[Saved entries]
*****

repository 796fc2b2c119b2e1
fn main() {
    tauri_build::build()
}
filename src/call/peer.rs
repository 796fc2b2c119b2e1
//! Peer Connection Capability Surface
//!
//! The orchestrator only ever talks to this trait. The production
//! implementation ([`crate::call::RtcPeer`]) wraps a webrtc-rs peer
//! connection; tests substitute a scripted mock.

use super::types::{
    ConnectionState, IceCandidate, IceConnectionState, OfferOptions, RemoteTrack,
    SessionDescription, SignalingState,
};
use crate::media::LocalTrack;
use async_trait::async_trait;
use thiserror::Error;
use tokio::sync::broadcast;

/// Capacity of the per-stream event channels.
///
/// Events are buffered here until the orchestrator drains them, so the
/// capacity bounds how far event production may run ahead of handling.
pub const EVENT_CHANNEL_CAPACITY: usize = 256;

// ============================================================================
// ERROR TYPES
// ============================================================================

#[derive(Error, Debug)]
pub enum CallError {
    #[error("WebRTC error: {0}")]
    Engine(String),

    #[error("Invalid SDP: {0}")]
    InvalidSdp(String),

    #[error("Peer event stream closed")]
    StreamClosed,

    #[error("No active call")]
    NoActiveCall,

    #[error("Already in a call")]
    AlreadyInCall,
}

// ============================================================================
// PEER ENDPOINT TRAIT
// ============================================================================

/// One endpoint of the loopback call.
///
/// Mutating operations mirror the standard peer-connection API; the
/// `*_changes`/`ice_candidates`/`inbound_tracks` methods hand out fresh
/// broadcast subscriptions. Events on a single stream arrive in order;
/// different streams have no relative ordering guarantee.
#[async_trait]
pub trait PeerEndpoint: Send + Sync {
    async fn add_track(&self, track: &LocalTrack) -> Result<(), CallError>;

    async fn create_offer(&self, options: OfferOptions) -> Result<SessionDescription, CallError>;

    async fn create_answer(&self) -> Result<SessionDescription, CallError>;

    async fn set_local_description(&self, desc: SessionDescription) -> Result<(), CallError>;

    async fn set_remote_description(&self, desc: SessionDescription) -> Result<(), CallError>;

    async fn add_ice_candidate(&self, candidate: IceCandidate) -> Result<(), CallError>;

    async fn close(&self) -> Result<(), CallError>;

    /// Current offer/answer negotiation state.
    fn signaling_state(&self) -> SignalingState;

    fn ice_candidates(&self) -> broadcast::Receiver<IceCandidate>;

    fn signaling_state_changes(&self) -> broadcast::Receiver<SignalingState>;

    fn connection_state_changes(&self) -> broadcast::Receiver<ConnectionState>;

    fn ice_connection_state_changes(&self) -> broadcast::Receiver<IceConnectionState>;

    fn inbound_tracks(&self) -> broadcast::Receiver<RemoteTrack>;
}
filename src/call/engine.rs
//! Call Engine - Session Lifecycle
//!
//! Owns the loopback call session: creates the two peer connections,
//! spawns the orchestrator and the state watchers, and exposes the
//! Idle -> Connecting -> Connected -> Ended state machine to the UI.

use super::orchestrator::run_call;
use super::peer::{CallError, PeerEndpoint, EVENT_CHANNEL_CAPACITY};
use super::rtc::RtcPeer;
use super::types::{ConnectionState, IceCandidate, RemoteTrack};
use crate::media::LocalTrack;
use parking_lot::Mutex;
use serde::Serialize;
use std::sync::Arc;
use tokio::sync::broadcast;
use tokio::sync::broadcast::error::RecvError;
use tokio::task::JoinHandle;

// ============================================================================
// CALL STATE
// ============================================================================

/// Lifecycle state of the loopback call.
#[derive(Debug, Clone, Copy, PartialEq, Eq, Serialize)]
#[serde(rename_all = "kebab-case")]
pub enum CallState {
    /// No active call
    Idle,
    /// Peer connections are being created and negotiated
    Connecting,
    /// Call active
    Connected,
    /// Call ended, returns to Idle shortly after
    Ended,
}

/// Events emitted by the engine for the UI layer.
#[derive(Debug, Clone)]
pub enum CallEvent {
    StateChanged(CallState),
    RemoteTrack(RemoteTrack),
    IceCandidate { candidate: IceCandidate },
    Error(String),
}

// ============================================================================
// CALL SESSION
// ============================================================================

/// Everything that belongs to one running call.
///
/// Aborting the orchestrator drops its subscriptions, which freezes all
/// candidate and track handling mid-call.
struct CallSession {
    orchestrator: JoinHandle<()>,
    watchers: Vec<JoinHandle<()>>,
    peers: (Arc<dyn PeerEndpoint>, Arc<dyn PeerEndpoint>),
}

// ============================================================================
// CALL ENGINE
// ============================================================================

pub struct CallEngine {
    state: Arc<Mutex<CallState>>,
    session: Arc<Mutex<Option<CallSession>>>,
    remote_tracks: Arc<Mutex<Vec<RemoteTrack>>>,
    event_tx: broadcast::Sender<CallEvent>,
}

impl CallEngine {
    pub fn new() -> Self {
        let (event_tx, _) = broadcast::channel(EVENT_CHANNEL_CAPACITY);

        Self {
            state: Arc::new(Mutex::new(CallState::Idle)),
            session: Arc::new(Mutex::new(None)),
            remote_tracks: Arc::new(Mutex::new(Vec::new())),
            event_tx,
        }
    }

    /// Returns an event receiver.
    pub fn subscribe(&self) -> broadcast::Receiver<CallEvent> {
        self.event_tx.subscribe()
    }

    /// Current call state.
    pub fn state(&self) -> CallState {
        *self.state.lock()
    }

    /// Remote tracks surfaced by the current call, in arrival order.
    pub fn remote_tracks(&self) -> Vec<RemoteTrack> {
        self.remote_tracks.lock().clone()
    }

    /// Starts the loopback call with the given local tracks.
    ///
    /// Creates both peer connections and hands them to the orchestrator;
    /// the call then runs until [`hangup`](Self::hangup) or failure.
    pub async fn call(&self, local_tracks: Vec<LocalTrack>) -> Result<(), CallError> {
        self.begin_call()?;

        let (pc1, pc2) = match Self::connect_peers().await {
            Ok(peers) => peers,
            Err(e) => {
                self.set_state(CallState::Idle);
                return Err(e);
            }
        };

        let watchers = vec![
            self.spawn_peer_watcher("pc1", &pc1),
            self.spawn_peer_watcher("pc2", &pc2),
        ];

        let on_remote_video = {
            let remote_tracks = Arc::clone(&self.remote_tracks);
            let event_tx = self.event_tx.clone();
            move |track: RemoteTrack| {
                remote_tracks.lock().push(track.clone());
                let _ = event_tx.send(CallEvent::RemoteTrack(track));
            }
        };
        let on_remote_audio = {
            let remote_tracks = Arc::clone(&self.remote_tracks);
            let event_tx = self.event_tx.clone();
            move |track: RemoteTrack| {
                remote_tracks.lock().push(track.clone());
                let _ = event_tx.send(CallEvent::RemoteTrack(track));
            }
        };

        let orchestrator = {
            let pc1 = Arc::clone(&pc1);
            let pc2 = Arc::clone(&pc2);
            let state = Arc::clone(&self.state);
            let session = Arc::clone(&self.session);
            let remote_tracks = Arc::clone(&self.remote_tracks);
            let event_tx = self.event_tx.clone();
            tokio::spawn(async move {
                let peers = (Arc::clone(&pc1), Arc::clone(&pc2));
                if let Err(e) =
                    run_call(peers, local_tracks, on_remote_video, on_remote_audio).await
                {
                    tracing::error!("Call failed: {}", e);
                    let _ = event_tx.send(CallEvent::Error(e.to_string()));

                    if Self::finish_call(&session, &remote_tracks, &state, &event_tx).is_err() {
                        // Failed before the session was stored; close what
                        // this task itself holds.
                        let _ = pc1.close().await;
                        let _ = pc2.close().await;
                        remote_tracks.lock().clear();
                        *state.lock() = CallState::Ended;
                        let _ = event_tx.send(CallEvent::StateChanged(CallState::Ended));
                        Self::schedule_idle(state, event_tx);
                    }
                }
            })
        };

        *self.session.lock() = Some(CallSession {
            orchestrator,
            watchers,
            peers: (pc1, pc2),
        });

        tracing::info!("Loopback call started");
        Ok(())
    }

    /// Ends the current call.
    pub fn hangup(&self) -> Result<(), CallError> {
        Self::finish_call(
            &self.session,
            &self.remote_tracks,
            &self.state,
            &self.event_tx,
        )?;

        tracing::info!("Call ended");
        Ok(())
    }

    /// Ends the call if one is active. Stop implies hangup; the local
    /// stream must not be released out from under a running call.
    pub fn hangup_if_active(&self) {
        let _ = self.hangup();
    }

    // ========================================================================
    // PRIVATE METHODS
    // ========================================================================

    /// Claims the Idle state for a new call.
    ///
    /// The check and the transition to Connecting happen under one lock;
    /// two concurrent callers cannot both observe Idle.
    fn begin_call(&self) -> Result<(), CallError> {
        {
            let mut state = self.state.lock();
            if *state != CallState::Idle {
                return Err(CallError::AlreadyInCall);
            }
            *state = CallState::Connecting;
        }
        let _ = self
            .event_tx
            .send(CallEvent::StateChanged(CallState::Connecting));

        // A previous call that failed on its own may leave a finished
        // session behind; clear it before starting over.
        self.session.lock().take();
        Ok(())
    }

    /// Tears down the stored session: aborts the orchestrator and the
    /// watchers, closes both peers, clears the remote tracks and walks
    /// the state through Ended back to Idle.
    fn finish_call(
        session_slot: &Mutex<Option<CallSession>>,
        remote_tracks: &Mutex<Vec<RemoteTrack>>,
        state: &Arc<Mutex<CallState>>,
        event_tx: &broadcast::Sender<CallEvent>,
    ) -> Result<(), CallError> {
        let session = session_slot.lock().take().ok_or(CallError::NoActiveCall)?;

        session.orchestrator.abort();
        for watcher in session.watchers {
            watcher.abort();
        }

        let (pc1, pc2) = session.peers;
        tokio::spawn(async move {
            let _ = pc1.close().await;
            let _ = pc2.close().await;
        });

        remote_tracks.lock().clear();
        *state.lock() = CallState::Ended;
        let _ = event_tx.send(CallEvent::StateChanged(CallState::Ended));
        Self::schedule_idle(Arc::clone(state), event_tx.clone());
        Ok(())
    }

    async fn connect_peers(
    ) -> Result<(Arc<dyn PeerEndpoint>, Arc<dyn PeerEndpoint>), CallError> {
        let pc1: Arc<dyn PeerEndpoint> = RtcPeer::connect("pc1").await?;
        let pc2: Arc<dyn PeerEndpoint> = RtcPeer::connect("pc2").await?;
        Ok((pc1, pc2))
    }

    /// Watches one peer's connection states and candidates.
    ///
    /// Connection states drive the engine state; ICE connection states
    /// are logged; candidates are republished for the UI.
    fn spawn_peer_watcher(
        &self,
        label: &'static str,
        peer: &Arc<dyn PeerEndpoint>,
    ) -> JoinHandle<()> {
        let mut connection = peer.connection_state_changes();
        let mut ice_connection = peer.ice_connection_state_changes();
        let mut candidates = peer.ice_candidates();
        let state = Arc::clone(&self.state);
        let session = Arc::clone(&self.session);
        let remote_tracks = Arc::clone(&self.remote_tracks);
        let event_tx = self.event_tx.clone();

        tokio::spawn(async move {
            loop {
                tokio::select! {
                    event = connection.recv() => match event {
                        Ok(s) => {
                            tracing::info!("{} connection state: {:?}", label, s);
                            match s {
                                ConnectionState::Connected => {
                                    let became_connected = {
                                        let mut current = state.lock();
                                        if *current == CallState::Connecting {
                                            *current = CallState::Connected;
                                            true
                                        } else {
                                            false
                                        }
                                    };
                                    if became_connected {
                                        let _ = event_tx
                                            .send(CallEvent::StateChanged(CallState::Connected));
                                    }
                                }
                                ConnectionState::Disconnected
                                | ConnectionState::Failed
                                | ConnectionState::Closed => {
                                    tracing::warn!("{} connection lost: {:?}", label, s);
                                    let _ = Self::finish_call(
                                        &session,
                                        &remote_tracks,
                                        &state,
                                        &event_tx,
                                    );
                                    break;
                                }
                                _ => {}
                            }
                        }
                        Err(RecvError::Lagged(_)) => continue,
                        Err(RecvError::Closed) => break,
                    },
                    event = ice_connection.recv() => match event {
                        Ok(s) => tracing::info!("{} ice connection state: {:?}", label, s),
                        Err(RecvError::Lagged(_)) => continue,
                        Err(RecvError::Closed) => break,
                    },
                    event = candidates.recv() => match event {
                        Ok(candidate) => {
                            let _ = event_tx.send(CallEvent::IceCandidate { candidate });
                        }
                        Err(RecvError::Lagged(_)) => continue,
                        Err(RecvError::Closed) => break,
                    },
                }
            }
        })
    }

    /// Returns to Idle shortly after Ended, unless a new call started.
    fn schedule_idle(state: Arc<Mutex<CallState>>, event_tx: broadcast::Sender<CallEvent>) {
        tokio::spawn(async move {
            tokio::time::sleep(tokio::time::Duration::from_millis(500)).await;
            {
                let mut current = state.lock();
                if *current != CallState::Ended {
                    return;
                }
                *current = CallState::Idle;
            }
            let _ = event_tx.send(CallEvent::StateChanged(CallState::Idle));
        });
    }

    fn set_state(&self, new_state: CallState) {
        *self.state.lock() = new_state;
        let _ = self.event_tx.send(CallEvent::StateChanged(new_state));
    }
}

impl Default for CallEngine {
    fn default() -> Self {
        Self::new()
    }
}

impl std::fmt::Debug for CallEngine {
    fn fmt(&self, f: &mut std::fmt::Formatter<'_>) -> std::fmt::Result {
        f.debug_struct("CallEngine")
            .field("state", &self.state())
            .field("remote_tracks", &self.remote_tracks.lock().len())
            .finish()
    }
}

*****

#### Your assignment
Lines above with "Connecting" in them are the ones to copy.

#### Task result
//! Idle -> Connecting -> Connected -> Ended state machine to the UI.
    Connecting,
    /// The check and the transition to Connecting happen under one lock;
            *state = CallState::Connecting;
            .send(CallEvent::StateChanged(CallState::Connecting));
                                        if *current == CallState::Connecting {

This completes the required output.